Figure 5. — **RNA-Seq analysis of GGPPS-deficient aorta.** A, heatmap of RNA-Seq data from two independent pools from GGPPS^SMKO and CTR individuals. B, volcano plot of RNA-Seq data from two independent pools from GGPPS^SMKO and CTR individuals. C, functional category analysis of gene transcripts by GOTERM. D, functional category analysis of gene transcripts by BIOCARTA. The data were obtained from two independent pools. 3-Week-old mice were sacrificed, and at least 10 aorta segments were pooled for each independent pool.

To learn how eicosanoid metabolism changed, we then examined by the LC–MS method the metabolic products of 53 liposomes related to eicosanoid metabolism (Table S4). Orthogonal partial least-squares discriminant analysis (O-PLS-DA) was initially applied to LC–MS data to illustrate separation between KO and control individuals (Fig. 6A). The S-plot highlighted four metabolites significantly correlated with GGPPS deficiency (leukotriene B4(LTB4), leukotriene E4(LTE4) instead of LTB4, LTE4, PGE1, and LXA5) (Fig. 6B).
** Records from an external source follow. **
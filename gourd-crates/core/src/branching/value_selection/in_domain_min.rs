use super::ValueSelector;
use crate::branching::SelectionContext;
use crate::engine::predicates::Predicate;
use crate::engine::variables::DomainId;
use crate::predicate;

/// [`ValueSelector`] which chooses to assign the provided variable to its lower bound.
#[derive(Debug, Copy, Clone)]
pub struct InDomainMin;

impl ValueSelector<DomainId> for InDomainMin {
    fn select_value(
        &mut self,
        context: &mut SelectionContext,
        decision_variable: DomainId,
    ) -> Predicate {
        predicate!(decision_variable <= context.lower_bound(decision_variable))
    }
}

#[cfg(test)]
mod tests {
    use super::*;
    use crate::basic_types::TestRandom;
    use crate::branching::value_selection::tests::store_with;
    use crate::engine::Domain;

    #[test]
    fn lower_bound_is_selected() {
        let (store, variable) = store_with(Domain::new(3, 10));
        let mut random = TestRandom::default();
        let mut context = SelectionContext::new(&store, &mut random);

        let decision = InDomainMin.select_value(&mut context, variable);

        assert_eq!(predicate!(variable <= 3), decision);
    }
}
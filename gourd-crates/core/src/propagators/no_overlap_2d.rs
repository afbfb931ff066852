use super::no_overlap::can_precede;
use super::no_overlap::enforce_precedence;
use crate::basic_types::Inconsistency;
use crate::basic_types::PropagationStatusCP;
use crate::engine::variables::DomainId;
use crate::engine::variables::IntervalVar;
use crate::engine::VariableStore;

/// A rectangle spanned by an interval on each axis; it is present when both intervals are.
#[derive(Clone, Copy, Debug, PartialEq, Eq, Hash)]
pub struct Rectangle {
    pub x: IntervalVar,
    pub y: IntervalVar,
}

impl Rectangle {
    fn is_present(&self, store: &VariableStore) -> bool {
        self.x.is_present(store) && self.y.is_present(store)
    }

    fn is_absent(&self, store: &VariableStore) -> bool {
        self.x.is_absent(store) || self.y.is_absent(store)
    }

    /// Makes the rectangle absent when exactly one of its presence literals is still open.
    fn try_set_absent(&self, store: &mut VariableStore) -> PropagationStatusCP {
        match (self.x.is_present(store), self.y.is_present(store)) {
            (true, true) => Err(Inconsistency::Conflict),
            (true, false) => self.y.set_absent(store).map(|_| ()),
            (false, true) => self.x.set_absent(store).map(|_| ()),
            (false, false) => Ok(()),
        }
    }
}

/// The constraint that no two present rectangles overlap: for every pair one lies entirely to
/// the left of, to the right of, below, or above the other.
#[derive(Clone, Debug, PartialEq, Eq)]
pub struct NoOverlap2D {
    rectangles: Box<[Rectangle]>,
}

impl NoOverlap2D {
    pub fn new(rectangles: impl IntoIterator<Item = Rectangle>) -> Self {
        NoOverlap2D {
            rectangles: rectangles.into_iter().collect(),
        }
    }

    pub(crate) fn variables(&self) -> Vec<DomainId> {
        let mut variables = Vec::new();
        for rectangle in self.rectangles.iter() {
            rectangle.x.collect_variables(&mut variables);
            rectangle.y.collect_variables(&mut variables);
        }
        variables
    }

    pub(crate) fn propagate(&self, store: &mut VariableStore) -> PropagationStatusCP {
        for (i, first) in self.rectangles.iter().enumerate() {
            for second in self.rectangles[i + 1..].iter() {
                if first.is_absent(store) || second.is_absent(store) {
                    continue;
                }

                let placements = [
                    can_precede(store, &first.x, &second.x),
                    can_precede(store, &second.x, &first.x),
                    can_precede(store, &first.y, &second.y),
                    can_precede(store, &second.y, &first.y),
                ];
                let num_possible = placements.iter().filter(|&&possible| possible).count();

                if num_possible == 0 {
                    match (first.is_present(store), second.is_present(store)) {
                        (true, true) => return Err(Inconsistency::Conflict),
                        (true, false) => second.try_set_absent(store)?,
                        (false, true) => first.try_set_absent(store)?,
                        (false, false) => {}
                    }
                    continue;
                }

                if num_possible > 1 || !first.is_present(store) || !second.is_present(store) {
                    continue;
                }

                match placements {
                    [true, _, _, _] => enforce_precedence(store, &first.x, &second.x)?,
                    [_, true, _, _] => enforce_precedence(store, &second.x, &first.x)?,
                    [_, _, true, _] => enforce_precedence(store, &first.y, &second.y)?,
                    _ => enforce_precedence(store, &second.y, &first.y)?,
                }
            }
        }

        Ok(())
    }

    pub(crate) fn is_satisfied(&self, value: &dyn Fn(DomainId) -> i64) -> bool {
        let present = self
            .rectangles
            .iter()
            .filter(|r| r.x.evaluate_presence(value) && r.y.evaluate_presence(value))
            .map(|r| {
                (
                    r.x.start.evaluate(value),
                    r.x.end.evaluate(value),
                    r.y.start.evaluate(value),
                    r.y.end.evaluate(value),
                )
            })
            .collect::<Vec<_>>();

        present.iter().enumerate().all(|(i, a)| {
            present[i + 1..]
                .iter()
                .all(|b| a.1 <= b.0 || b.1 <= a.0 || a.3 <= b.2 || b.3 <= a.2)
        })
    }
}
These dimensionality reduction analyses showed that the metabolite production was significantly changed in GGPPS-deficient aorta smooth muscle (Fig. 6, A and B) by their change in abundance (Fig. S5). In GGPPS-deficient smooth muscle, such fatty acids as eicosapentaenoic acid (EPA), docosahexaenoic acid (DHA), and arachidonic acid (AA) were accumulated significantly (Fig. 6C). Particularly, AA and its intermediate products were elevated apparently (e.g. LTB4 and LTE4 produced by 5-lipoxygenases (LOXs) were elevated about ∼4-fold; the (19R)-hydroxy-5Z,8Z,11Z,14Z-eicosatetraenoic acid (19-HETE) catalyzed by cytochrome P450 (CYP450) was elevated about ∼2-fold; the epoxyeicosatrienoic acids produced by CYP450, including 14,15-epoxyeicosatrienoic acid (EET), 11,12-EET, 8,9-EET, and 5,6-EET, were elevated about ∼1.7-fold. The increased liposomes were reported to show proinflammatory tendency, such as chemotaxis of LTB4 (36) and enhanced vascular permeability by LTE4 (37). Therefore, the accumulation of fatty acids or eicosanoids and their bioactive intermediates implies damage to eicosanoid metabolism and thereby inducing inflammation and apoptosis (38).
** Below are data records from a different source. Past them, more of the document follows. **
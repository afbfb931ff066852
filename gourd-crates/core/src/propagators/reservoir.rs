use crate::basic_types::Inconsistency;
use crate::basic_types::PropagationStatusCP;
use crate::engine::variables::AffineView;
use crate::engine::variables::DomainId;
use crate::engine::variables::IntegerVariable;
use crate::engine::variables::Literal;
use crate::engine::VariableStore;

/// An event of a [`Reservoir`]: at `time`, if active, the level changes by `level_change`.
#[derive(Clone, Copy, Debug, PartialEq, Eq, Hash)]
pub struct ReservoirEvent {
    pub time: AffineView,
    pub level_change: i64,
    pub active: Option<Literal>,
}

impl ReservoirEvent {
    fn is_active(&self, store: &VariableStore) -> bool {
        self.active.map_or(true, |literal| literal.is_true(store))
    }

    fn is_inactive(&self, store: &VariableStore) -> bool {
        self.active.is_some_and(|literal| literal.is_false(store))
    }
}

/// The constraint that the level of a reservoir, starting at zero and changed by every active
/// event at its time, stays within `[min_level, max_level]` at all times. The range has to
/// contain zero.
///
/// The level is only checked at the times of active events. For each such time the events are
/// split into those surely at or before it, those possibly before it, and those surely after it,
/// which bounds the level at that time.
#[derive(Clone, Debug, PartialEq, Eq)]
pub struct Reservoir {
    events: Box<[ReservoirEvent]>,
    min_level: i64,
    max_level: i64,
}

/// The bounds of the level right after a checkpoint event.
#[derive(Clone, Copy, Debug)]
struct LevelBounds {
    /// The sum of the changes that certainly happened.
    sure: i128,
    lower: i128,
    upper: i128,
}

impl Reservoir {
    pub fn new(
        events: impl IntoIterator<Item = ReservoirEvent>,
        min_level: i64,
        max_level: i64,
    ) -> Self {
        Reservoir {
            events: events.into_iter().collect(),
            min_level,
            max_level,
        }
    }

    pub fn min_level(&self) -> i64 {
        self.min_level
    }

    pub fn max_level(&self) -> i64 {
        self.max_level
    }

    pub(crate) fn variables(&self) -> impl Iterator<Item = DomainId> + '_ {
        self.events.iter().flat_map(|event| {
            event
                .time
                .domain_id()
                .into_iter()
                .chain(event.active.map(|literal| literal.variable()))
        })
    }

    /// Whether `event` certainly happens no later than `checkpoint`.
    fn surely_before(store: &VariableStore, event: &ReservoirEvent, checkpoint: &ReservoirEvent) -> bool {
        event.time.upper_bound(store) <= checkpoint.time.lower_bound(store)
    }

    /// Whether `event` may happen no later than `checkpoint`.
    fn possibly_before(store: &VariableStore, event: &ReservoirEvent, checkpoint: &ReservoirEvent) -> bool {
        event.time.lower_bound(store) <= checkpoint.time.upper_bound(store)
    }

    fn level_bounds(&self, store: &VariableStore, checkpoint: usize) -> LevelBounds {
        let at = &self.events[checkpoint];
        let mut bounds = LevelBounds {
            sure: 0,
            lower: 0,
            upper: 0,
        };

        for (index, event) in self.events.iter().enumerate() {
            if event.is_inactive(store) {
                continue;
            }
            let change = i128::from(event.level_change);

            let is_sure = event.is_active(store)
                && (index == checkpoint || Self::surely_before(store, event, at));
            if is_sure {
                bounds.sure += change;
                bounds.lower += change;
                bounds.upper += change;
            } else if Self::possibly_before(store, event, at) {
                bounds.lower += change.min(0);
                bounds.upper += change.max(0);
            }
        }

        bounds
    }

    pub(crate) fn propagate(&self, store: &mut VariableStore) -> PropagationStatusCP {
        let min_level = i128::from(self.min_level);
        let max_level = i128::from(self.max_level);
        if min_level > 0 || max_level < 0 {
            return Err(Inconsistency::Conflict);
        }

        for (checkpoint, at) in self.events.iter().enumerate() {
            if !at.is_active(store) {
                continue;
            }

            let bounds = self.level_bounds(store, checkpoint);
            if bounds.lower > max_level || bounds.upper < min_level {
                return Err(Inconsistency::Conflict);
            }

            for (index, event) in self.events.iter().enumerate() {
                if index == checkpoint || event.is_inactive(store) || event.level_change == 0 {
                    continue;
                }
                if event.is_active(store) && Self::surely_before(store, event, at) {
                    continue;
                }
                if !Self::possibly_before(store, event, at) {
                    continue;
                }

                // The level at the checkpoint with and without this event, each taking the most
                // favourable outcome for the other possible events.
                let change = i128::from(event.level_change);
                let without = (bounds.lower - change.min(0), bounds.upper - change.max(0));
                let with = (without.0 + change, without.1 + change);
                let infeasible = |(lower, upper): (i128, i128)| lower > max_level || upper < min_level;

                if infeasible(with) {
                    if event.is_active(store) {
                        // The event has to happen strictly after the checkpoint.
                        let _ = event
                            .time
                            .set_lower_bound(store, at.time.lower_bound(store).saturating_add(1))?;
                        let _ = at
                            .time
                            .set_upper_bound(store, event.time.upper_bound(store).saturating_sub(1))?;
                    } else if Self::surely_before(store, event, at) {
                        if let Some(literal) = event.active {
                            let _ = literal.set_false(store)?;
                        }
                    }
                } else if infeasible(without) && event.is_active(store) {
                    // The event has to happen no later than the checkpoint.
                    let _ = at
                        .time
                        .set_lower_bound(store, event.time.lower_bound(store))?;
                    let _ = event
                        .time
                        .set_upper_bound(store, at.time.upper_bound(store))?;
                }
            }
        }

        Ok(())
    }

    pub(crate) fn is_satisfied(&self, value: &dyn Fn(DomainId) -> i64) -> bool {
        let active = self
            .events
            .iter()
            .filter(|event| event.active.map_or(true, |literal| literal.evaluate(value)))
            .map(|event| (event.time.evaluate(value), i128::from(event.level_change)))
            .collect::<Vec<_>>();

        let range = i128::from(self.min_level)..=i128::from(self.max_level);
        range.contains(&0) && active.iter().all(|&(time, _)| {
            let level = active
                .iter()
                .filter(|&&(other, _)| other <= time)
                .map(|&(_, change)| change)
                .sum::<i128>();
            range.contains(&level)
        })
    }
}

#[cfg(test)]
mod tests {
    use super::*;
    use crate::engine::test_helper::TestStore;
    use crate::model::Constraint;

    fn event(time: AffineView, level_change: i64, active: Option<Literal>) -> ReservoirEvent {
        ReservoirEvent {
            time,
            level_change,
            active,
        }
    }

    #[test]
    fn consuming_before_producing_is_a_conflict() {
        let mut store = TestStore::default();
        let reservoir = Reservoir::new(
            [
                event(AffineView::constant(0), -2, None),
                event(AffineView::constant(5), 2, None),
            ],
            0,
            10,
        );

        assert_eq!(
            Err(Inconsistency::Conflict),
            store.propagate(Constraint::Reservoir(reservoir))
        );
    }

    #[test]
    fn consumption_is_pushed_after_production() {
        let mut store = TestStore::default();
        let consume = store.new_variable(0, 10);
        let reservoir = Reservoir::new(
            [
                event(AffineView::constant(4), 3, None),
                event(consume.into(), -3, None),
            ],
            0,
            10,
        );

        store
            .propagate(Constraint::Reservoir(reservoir))
            .expect("non-empty domain");

        assert_eq!(4, store.lower_bound(consume));
    }

    #[test]
    fn production_over_capacity_is_pushed_after_consumption() {
        let mut store = TestStore::default();
        let produce = store.new_variable(0, 10);
        let reservoir = Reservoir::new(
            [
                event(AffineView::constant(0), 4, None),
                event(AffineView::constant(6), -4, None),
                event(produce.into(), 4, None),
            ],
            0,
            5,
        );

        store
            .propagate(Constraint::Reservoir(reservoir))
            .expect("non-empty domain");

        assert_eq!(6, store.lower_bound(produce));
    }

    #[test]
    fn optional_event_before_the_checkpoint_is_deactivated() {
        let mut store = TestStore::default();
        let active = store.new_literal();
        let reservoir = Reservoir::new(
            [
                event(AffineView::constant(2), 4, None),
                event(AffineView::constant(1), 3, Some(active)),
            ],
            0,
            5,
        );

        store
            .propagate(Constraint::Reservoir(reservoir))
            .expect("non-empty domain");

        assert!(active.is_false(&store));
    }
}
Figure 6. — **LC–MS analysis of eicosanoids metabolites in GGPPS deficiency aorta.** A, the orthogonal partial least-squares discriminant analysis (*O-PLS-DA*) score plot illustrates separation between GGPPS^SMKO and CTR individuals. B, the S-plot indicates the metabolites (highlighted in *red*) showing the highest absolute contribution to the association, with absolute values of covariance or correlation >0.5 or <−0.5. C, measurement of the concentration of eicosanoid metabolite–related liposomes in GGPPS^SMKO and CTR aorta by LC–MS. The x coordinate represents -fold change of SMKO compared with CTR. The data were obtained from three independent pools. Each independent pool was composed of 30 aortas.

Given that the accumulated eicosanoids are a pathogenic factor for the inflammation and apoptosis, the neonatal animals in a suckling period would be expected to be more sensitive to GGPPS deletion because abundant polyunsaturated fatty acids existed in mother milk (39), whereas the adult animal would be resistant to GGPPS deletion. To validate this expectation, we crossed Ggps1^flox/flox mice with SM22-CreERT2 mice and then examined the phenotypes of adult (Ggps1^SM22KO) mice. After induction with tamoxifen for a week, GGPPS protein level in aorta smooth muscle was reduced to <10% of CTR. However, the survival rate, appearance, and body weights were not altered as we expected. The histology and contractile property of the mutant artery smooth muscle appeared normal also (Fig. S6, A–F).

GGPP mediates CYB5R3 translocation from mitochondria to ER through catalyzing CYB5R3 prenylation

To test whether the abnormal eicosanoid production was caused by protein prenylation, we examined the amino acid sequence of the proteins associated with eicosanoids metabolism and found that only CYB5R3 contained a CAAX motif in the C terminus. CYB5R3 is a reductase using NADH and plasma membrane CoQ as substrates and serves as a key component of the transmembrane redox system (40, 41), which is necessary for redox homeostasis and fatty acid metabolism (42). If CYB5R3 is responsible for the apoptosis of GGPPS-deficient smooth muscle cells, inhibition of CYB5R3 activity should cause smooth muscle apoptosis also. Propylthiouracil (PTU) is a specific (43) and weak inhibitor of CYB5R3 (IC₅₀ ∼275 μm), and 0.25 mm PTU is sufficient to cause a significant decrease in enzyme activity (44, 45). We treated the primary aorta smooth muscle cells with PTU from 1 to 100 μm. As expected, after incubation with the CYB5R3 inhibitor PTU, the primary aorta smooth muscle cells died in a dose-dependent manner (Fig. 7A). We also compared the effect of PTU on A7R5 and primary aortic smooth muscle cells and nonmuscle cells, including CHO cells, RAW 264.7 cells, L929 cells, and 293T cells. 100 μm PTU induced a significant cell death of aortic smooth muscle cells and A7R5 smooth muscle cells, a mild cell death of CHO and RAW 264.7 cells, and no cell death of L929 and 293T cells, implying that smooth muscle was a preferential target of PTU (Fig. S7, A–F).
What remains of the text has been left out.